Maybe that's the Menard special. It could be. The Long. I've heard of those. Yep. Then it goes to Deutz, Massey. Read them off. Read the whole list. Sato. Sato. Long. Deutz. Massey Ferguson. Alice Chalmers. John Deere. White. Cabooda. IH. Ford. Steiger. Versatile. Case.
Satra Belarus, British Leland. Was there many British Lelands around here? No, never heard of it. Okay, so our IH dealer sold them. Really? Never heard of it. I mean, I've probably heard of it once, but there was none around here that I know of. Yeah, there were British Lelands around. I'm surprised there aren't any Samis around here.
Were there Sommie tractors around here? It looked like same. Like the name is same. They're those orange. No.

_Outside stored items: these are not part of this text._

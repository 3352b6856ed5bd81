use crate::{
    api::{self, AppState},
    cache::QuoteCache,
    pipeline::IngestContext,
    providers::{ListingClient, MarketSource, Providers},
    tasks,
};
use anyhow::{Context, Result};
use async_trait::async_trait;
use db_common::{new_db_pool, run_pending_migrations};
use diesel_migrations::{embed_migrations, EmbeddedMigrations};
use serde::{Deserialize, Serialize};
use server_framework::RunnableConfig;
use std::{sync::Arc, time::Duration};

pub const MIGRATIONS: EmbeddedMigrations = embed_migrations!();

#[derive(Clone, Debug, Deserialize, Serialize)]
#[serde(deny_unknown_fields)]
pub struct MarketDataConfig {
    pub database_url: String,
    #[serde(default)]
    pub db_pool_size: Option<u32>,
    pub redis_url: String,
    #[serde(default = "default_listen_address")]
    pub api_listen_address: String,
    pub main_listing_url: String,
    pub alt_listing_url: String,
    pub historical_base_url: String,
    pub sources: Vec<MarketSource>,
    /// Quarter-hourly during business hours, every day.
    #[serde(default = "default_main_schedule")]
    pub main_schedule: String,
    /// :00, :15, :45 during business hours, weekdays.
    #[serde(default = "default_alt_schedule")]
    pub alt_schedule: String,
}

fn default_listen_address() -> String {
    "0.0.0.0:8081".to_string()
}

fn default_main_schedule() -> String {
    "0 0,15,30,45 9-17 * * *".to_string()
}

fn default_alt_schedule() -> String {
    "0 0,15,45 9-17 * * Mon-Fri".to_string()
}

#[async_trait]
impl RunnableConfig for MarketDataConfig {
    async fn run(&self) -> Result<()> {
        let pool = new_db_pool(&self.database_url, self.db_pool_size).await?;
        run_pending_migrations(&self.database_url, MIGRATIONS).await?;

        let redis_client =
            redis::Client::open(self.redis_url.as_str()).context("Invalid redis url")?;
        let redis_conn = redis_client
            .get_connection_manager()
            .await
            .context("Failed to connect to redis")?;

        let listing = ListingClient::new(self.main_listing_url.clone(), self.alt_listing_url.clone())?;
        let ctx = Arc::new(IngestContext {
            pool: pool.clone(),
            cache: QuoteCache::new(redis_conn.clone()),
            redis: redis_conn,
            providers: Providers::new(listing),
            sources: self.sources.clone(),
        });

        let _scheduler =
            tasks::start_scheduler(ctx, &self.main_schedule, &self.alt_schedule).await?;

        let state = AppState {
            pool,
            http: reqwest::Client::builder()
                .timeout(Duration::from_secs(30))
                .connect_timeout(Duration::from_secs(10))
                .build()
                .context("Failed to build the historical HTTP client")?,
            historical_base_url: self.historical_base_url.clone(),
        };
        api::serve(state, &self.api_listen_address).await
    }

    fn get_server_name(&self) -> String {
        "market_data".to_string()
    }
}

I think they were Italian. We were pulling tits around here. We didn't need that shit. I don't know where the Sommie dealer was, but I can remember seeing them for sale. Never heard of them. British Leland was... Probably exclusively Wisconsin. You probably got your tickets to the Green Bay Packers, probably get a free Sommie. Yeah. I think they were Italian. I think so.

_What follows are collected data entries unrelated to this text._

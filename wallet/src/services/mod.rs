pub mod accounts;
pub mod assets;
pub mod events;
pub mod ledger;
pub mod reporting;
pub mod secure;
pub mod snapshots;
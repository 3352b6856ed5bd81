use crate::{
    db::enums::{CapitalGainKind, Currency},
    schema::capital_gains,
};
use bigdecimal::BigDecimal;
use chrono::{DateTime, Datelike, Utc};
use diesel::prelude::*;
use diesel_async::{AsyncPgConnection, RunQueryDsl};
use serde::{Deserialize, Serialize};
use uuid::Uuid;

/// Realized monetary gain or loss tied to a cash event on a deposit account.
#[derive(Clone, Debug, Deserialize, Identifiable, Queryable, Selectable, Serialize)]
#[diesel(table_name = capital_gains)]
pub struct CapitalGain {
    pub id: Uuid,
    pub kind: CapitalGainKind,
    pub amount: BigDecimal,
    pub currency: Currency,
    pub occurred_at: DateTime<Utc>,
    pub deposit_account_id: Uuid,
    pub transaction_id: Option<Uuid>,
    pub tax_year: i32,
    pub created_at: DateTime<Utc>,
}

#[derive(Clone, Debug, Insertable)]
#[diesel(table_name = capital_gains)]
pub struct NewCapitalGain {
    pub kind: CapitalGainKind,
    pub amount: BigDecimal,
    pub currency: Currency,
    pub occurred_at: DateTime<Utc>,
    pub deposit_account_id: Uuid,
    pub transaction_id: Option<Uuid>,
    pub tax_year: i32,
}

impl NewCapitalGain {
    pub fn new(
        kind: CapitalGainKind,
        amount: BigDecimal,
        currency: Currency,
        occurred_at: DateTime<Utc>,
        deposit_account_id: Uuid,
        transaction_id: Option<Uuid>,
    ) -> Self {
        Self {
            kind,
            amount,
            currency,
            occurred_at,
            deposit_account_id,
            transaction_id,
            tax_year: occurred_at.year(),
        }
    }
}

impl CapitalGain {
    pub async fn insert(
        conn: &mut AsyncPgConnection,
        row: &NewCapitalGain,
    ) -> QueryResult<CapitalGain> {
        diesel::insert_into(capital_gains::table)
            .values(row)
            .returning(CapitalGain::as_returning())
            .get_result(conn)
            .await
    }
}
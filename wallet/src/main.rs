use anyhow::Result;
use clap::Parser;
use server_framework::ServerArgs;
use wallet::config::WalletConfig;

#[tokio::main]
async fn main() -> Result<()> {
    let args = ServerArgs::parse();
    args.run::<WalletConfig>().await
}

Let's see. What is it? Tommy tractors. I know you flipped your magazine. Sometimes you see like a Fantini and all this weird shit. Like Lamborghini is actually a big tractor in Europe. I ended or was, or isn't the, how Lamborghini got started. So they were a tractor company and didn't,
enzo ferrari pop off to yeah yeah pop off to the to the lamborghini guy about cars or something and that's how lamborghini got in cars right i think it was something like he said hey i can design a better transmission for you or something for enzo ferrari and enzo was like no you stick to building tractors or something like that and lamborghini's like screw it i'll build a car then yeah you know
I'll be damned. And then, you know, and then we got all the 80s bad guys running drugs that today are, you know. So the funny part about that is one of my friends from Germany back in the day,
He always told me that Ferraris were weekend cars. I'm like, what do you mean? He's like, oh, you drive it on the weekend because you're going to work on it the rest of the week so you can drive it again on the next weekend. He's like, you can't drive them to work. He's like, you'll be late by Tuesday. He's like, I'll never make it the third day. I don't know if that's true or not. I've never owned a Ferrari. I don't have any intentions of owning one. My experience with Ferraris in the 80s was Ferris Bueller's buddy kicked one out the window. Exactly. You're not wrong.
Lamborghini had cool doors. They did. Sami was Italian, but it looks like Sami's parent company is the SDF Group, which also makes Deutz-Fahr, Lamborghini, and other brands. Interesting. I guess Lamborghini still makes cars, don't they? Oh, yeah. I assume so, yeah. There's not a dealer close here, I don't know. Yeah, exactly. If they got no dealer supporter, I'd have one. Yeah, absolutely. I'd take a Kunta.
lambo doors lambo doors still a package that you can like aftermarket buy for a lot of vehicles now because the lambo doors are cool yep yeah i don't think john deere copied that on the sound guard i don't know that would have been a better design than what they used literally they took the heater houser and said well what if we make this swing we'll put a roof over it make it swing hell it's good to go yeah vision yeah vision guard
If only they would have put the park lever on the left-hand side from the entryway, it would have been a better spot. Nick would be comfortable with it then. You're going to be hard-pressed to convince me that Soundgarden's worth a blue-loving fuck. We'll give them credit for it was integrated into the tractor. It wasn't like an afterthought, like a year-round or so on and so forth. But literally, they never made a cab tractor until then. And then you're telling me this design is so great that nobody ever copies it.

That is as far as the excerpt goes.